__Problem statement__:
Transcribe the data. Leave out nothing.

START Provided data

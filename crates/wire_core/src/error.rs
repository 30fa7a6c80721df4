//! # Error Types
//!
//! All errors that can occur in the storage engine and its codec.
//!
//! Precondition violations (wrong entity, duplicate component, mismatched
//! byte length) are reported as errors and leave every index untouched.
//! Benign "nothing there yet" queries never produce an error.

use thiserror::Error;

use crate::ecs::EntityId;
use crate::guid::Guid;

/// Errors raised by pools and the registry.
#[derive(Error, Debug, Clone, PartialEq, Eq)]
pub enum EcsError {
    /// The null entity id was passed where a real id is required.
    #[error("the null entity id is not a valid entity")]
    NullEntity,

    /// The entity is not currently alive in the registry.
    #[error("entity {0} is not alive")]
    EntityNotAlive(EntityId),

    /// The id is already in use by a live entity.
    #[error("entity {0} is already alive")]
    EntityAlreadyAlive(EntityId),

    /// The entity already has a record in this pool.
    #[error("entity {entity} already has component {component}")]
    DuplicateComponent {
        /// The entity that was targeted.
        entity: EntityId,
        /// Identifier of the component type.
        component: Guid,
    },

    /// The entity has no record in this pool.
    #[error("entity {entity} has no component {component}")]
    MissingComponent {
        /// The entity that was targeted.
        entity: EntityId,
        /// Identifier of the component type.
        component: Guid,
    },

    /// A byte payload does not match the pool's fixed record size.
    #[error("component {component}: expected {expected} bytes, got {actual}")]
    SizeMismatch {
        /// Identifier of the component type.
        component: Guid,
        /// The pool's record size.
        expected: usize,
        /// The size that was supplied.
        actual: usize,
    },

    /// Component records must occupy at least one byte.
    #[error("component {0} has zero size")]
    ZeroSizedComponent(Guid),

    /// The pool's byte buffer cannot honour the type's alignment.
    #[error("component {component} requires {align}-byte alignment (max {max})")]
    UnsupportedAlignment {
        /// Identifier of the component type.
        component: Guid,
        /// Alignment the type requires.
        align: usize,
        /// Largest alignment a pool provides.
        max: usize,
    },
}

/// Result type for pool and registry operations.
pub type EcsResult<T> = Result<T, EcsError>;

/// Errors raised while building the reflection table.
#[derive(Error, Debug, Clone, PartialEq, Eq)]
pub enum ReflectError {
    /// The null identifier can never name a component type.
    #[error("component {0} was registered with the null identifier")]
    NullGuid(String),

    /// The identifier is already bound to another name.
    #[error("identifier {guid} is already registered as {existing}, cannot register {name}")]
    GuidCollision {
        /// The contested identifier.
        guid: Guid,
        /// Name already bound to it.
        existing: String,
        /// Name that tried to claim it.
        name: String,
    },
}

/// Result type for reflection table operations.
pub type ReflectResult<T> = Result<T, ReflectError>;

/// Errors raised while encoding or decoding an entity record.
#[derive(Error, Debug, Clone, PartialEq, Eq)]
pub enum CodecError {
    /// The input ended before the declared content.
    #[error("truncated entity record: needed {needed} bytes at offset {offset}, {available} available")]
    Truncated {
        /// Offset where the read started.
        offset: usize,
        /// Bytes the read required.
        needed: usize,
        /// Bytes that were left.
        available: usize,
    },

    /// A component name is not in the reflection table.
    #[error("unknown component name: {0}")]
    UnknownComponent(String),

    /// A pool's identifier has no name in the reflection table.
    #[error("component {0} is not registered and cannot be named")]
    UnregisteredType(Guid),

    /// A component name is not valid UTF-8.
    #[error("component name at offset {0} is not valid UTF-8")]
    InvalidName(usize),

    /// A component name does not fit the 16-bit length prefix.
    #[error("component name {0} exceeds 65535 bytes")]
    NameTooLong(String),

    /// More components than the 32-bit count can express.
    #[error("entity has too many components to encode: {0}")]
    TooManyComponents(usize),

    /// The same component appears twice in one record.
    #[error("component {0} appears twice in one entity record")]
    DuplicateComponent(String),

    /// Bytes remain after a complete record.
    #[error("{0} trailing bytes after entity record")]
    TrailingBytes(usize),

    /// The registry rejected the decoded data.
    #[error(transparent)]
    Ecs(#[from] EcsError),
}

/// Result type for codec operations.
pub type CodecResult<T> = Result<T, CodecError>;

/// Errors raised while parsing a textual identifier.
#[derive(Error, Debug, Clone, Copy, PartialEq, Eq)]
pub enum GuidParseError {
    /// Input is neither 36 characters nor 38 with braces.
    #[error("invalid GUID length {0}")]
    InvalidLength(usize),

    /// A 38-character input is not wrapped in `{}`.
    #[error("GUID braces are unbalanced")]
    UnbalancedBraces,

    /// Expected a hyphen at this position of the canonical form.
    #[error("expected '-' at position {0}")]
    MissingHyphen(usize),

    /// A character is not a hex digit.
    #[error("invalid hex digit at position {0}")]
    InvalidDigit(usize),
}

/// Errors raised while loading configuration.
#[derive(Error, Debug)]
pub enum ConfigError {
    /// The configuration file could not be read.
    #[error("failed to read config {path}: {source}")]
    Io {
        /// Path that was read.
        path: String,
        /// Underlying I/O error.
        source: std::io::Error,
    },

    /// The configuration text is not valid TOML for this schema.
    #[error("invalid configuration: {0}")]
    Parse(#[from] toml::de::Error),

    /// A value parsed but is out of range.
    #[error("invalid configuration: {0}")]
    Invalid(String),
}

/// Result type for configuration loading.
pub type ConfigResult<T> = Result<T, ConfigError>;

END Provided data

__Result for this task__:
filename crates/wire_core/src/error.rs
repository 30fa7a6c80721df4
//! # Error Types
//!
//! All errors that can occur in the storage engine and its codec.
//!
//! Precondition violations (wrong entity, duplicate component, mismatched
//! byte length) are reported as errors and leave every index untouched.
//! Benign "nothing there yet" queries never produce an error.

use thiserror::Error;

use crate::ecs::EntityId;
use crate::guid::Guid;

/// Errors raised by pools and the registry.
#[derive(Error, Debug, Clone, PartialEq, Eq)]
pub enum EcsError {
    /// The null entity id was passed where a real id is required.
    #[error("the null entity id is not a valid entity")]
    NullEntity,

    /// The entity is not currently alive in the registry.
    #[error("entity {0} is not alive")]
    EntityNotAlive(EntityId),

    /// The id is already in use by a live entity.
    #[error("entity {0} is already alive")]
    EntityAlreadyAlive(EntityId),

    /// The entity already has a record in this pool.
    #[error("entity {entity} already has component {component}")]
    DuplicateComponent {
        /// The entity that was targeted.
        entity: EntityId,
        /// Identifier of the component type.
        component: Guid,
    },

    /// The entity has no record in this pool.
    #[error("entity {entity} has no component {component}")]
    MissingComponent {
        /// The entity that was targeted.
        entity: EntityId,
        /// Identifier of the component type.
        component: Guid,
    },

    /// A byte payload does not match the pool's fixed record size.
    #[error("component {component}: expected {expected} bytes, got {actual}")]
    SizeMismatch {
        /// Identifier of the component type.
        component: Guid,
        /// The pool's record size.
        expected: usize,
        /// The size that was supplied.
        actual: usize,
    },

    /// Component records must occupy at least one byte.
    #[error("component {0} has zero size")]
    ZeroSizedComponent(Guid),

    /// The pool's byte buffer cannot honour the type's alignment.
    #[error("component {component} requires {align}-byte alignment (max {max})")]
    UnsupportedAlignment {
        /// Identifier of the component type.
        component: Guid,
        /// Alignment the type requires.
        align: usize,
        /// Largest alignment a pool provides.
        max: usize,
    },
}

/// Result type for pool and registry operations.
pub type EcsResult<T> = Result<T, EcsError>;

/// Errors raised while building the reflection table.
#[derive(Error, Debug, Clone, PartialEq, Eq)]
pub enum ReflectError {
    /// The null identifier can never name a component type.
    #[error("component {0} was registered with the null identifier")]
    NullGuid(String),

    /// The identifier is already bound to another name.
    #[error("identifier {guid} is already registered as {existing}, cannot register {name}")]
    GuidCollision {
        /// The contested identifier.
        guid: Guid,
        /// Name already bound to it.
        existing: String,
        /// Name that tried to claim it.
        name: String,
    },
}

/// Result type for reflection table operations.
pub type ReflectResult<T> = Result<T, ReflectError>;

/// Errors raised while encoding or decoding an entity record.
#[derive(Error, Debug, Clone, PartialEq, Eq)]
pub enum CodecError {
    /// The input ended before the declared content.
    #[error("truncated entity record: needed {needed} bytes at offset {offset}, {available} available")]
    Truncated {
        /// Offset where the read started.
        offset: usize,
        /// Bytes the read required.
        needed: usize,
        /// Bytes that were left.
        available: usize,
    },

    /// A component name is not in the reflection table.
    #[error("unknown component name: {0}")]
    UnknownComponent(String),

    /// A pool's identifier has no name in the reflection table.
    #[error("component {0} is not registered and cannot be named")]
    UnregisteredType(Guid),

    /// A component name is not valid UTF-8.
    #[error("component name at offset {0} is not valid UTF-8")]
    InvalidName(usize),

    /// A component name does not fit the 16-bit length prefix.
    #[error("component name {0} exceeds 65535 bytes")]
    NameTooLong(String),

    /// More components than the 32-bit count can express.
    #[error("entity has too many components to encode: {0}")]
    TooManyComponents(usize),

    /// The same component appears twice in one record.
    #[error("component {0} appears twice in one entity record")]
    DuplicateComponent(String),

    /// Bytes remain after a complete record.
    #[error("{0} trailing bytes after entity record")]
    TrailingBytes(usize),

    /// The registry rejected the decoded data.
    #[error(transparent)]
    Ecs(#[from] EcsError),
}

/// Result type for codec operations.
pub type CodecResult<T> = Result<T, CodecError>;

/// Errors raised while parsing a textual identifier.
#[derive(Error, Debug, Clone, Copy, PartialEq, Eq)]
pub enum GuidParseError {
    /// Input is neither 36 characters nor 38 with braces.
    #[error("invalid GUID length {0}")]
    InvalidLength(usize),

    /// A 38-character input is not wrapped in `{}`.
    #[error("GUID braces are unbalanced")]
    UnbalancedBraces,

    /// Expected a hyphen at this position of the canonical form.
    #[error("expected '-' at position {0}")]
    MissingHyphen(usize),

    /// A character is not a hex digit.
    #[error("invalid hex digit at position {0}")]
    InvalidDigit(usize),
}

/// Errors raised while loading configuration.
#[derive(Error, Debug)]
pub enum ConfigError {
    /// The configuration file could not be read.
    #[error("failed to read config {path}: {source}")]
    Io {
        /// Path that was read.
        path: String,
        /// Underlying I/O error.
        source: std::io::Error,
    },

    /// The configuration text is not valid TOML for this schema.
    #[error("invalid configuration: {0}")]
    Parse(#[from] toml::de::Error),

    /// A value parsed but is out of range.
    #[error("invalid configuration: {0}")]
    Invalid(String),
}

/// Result type for configuration loading.
pub type ConfigResult<T> = Result<T, ConfigError>;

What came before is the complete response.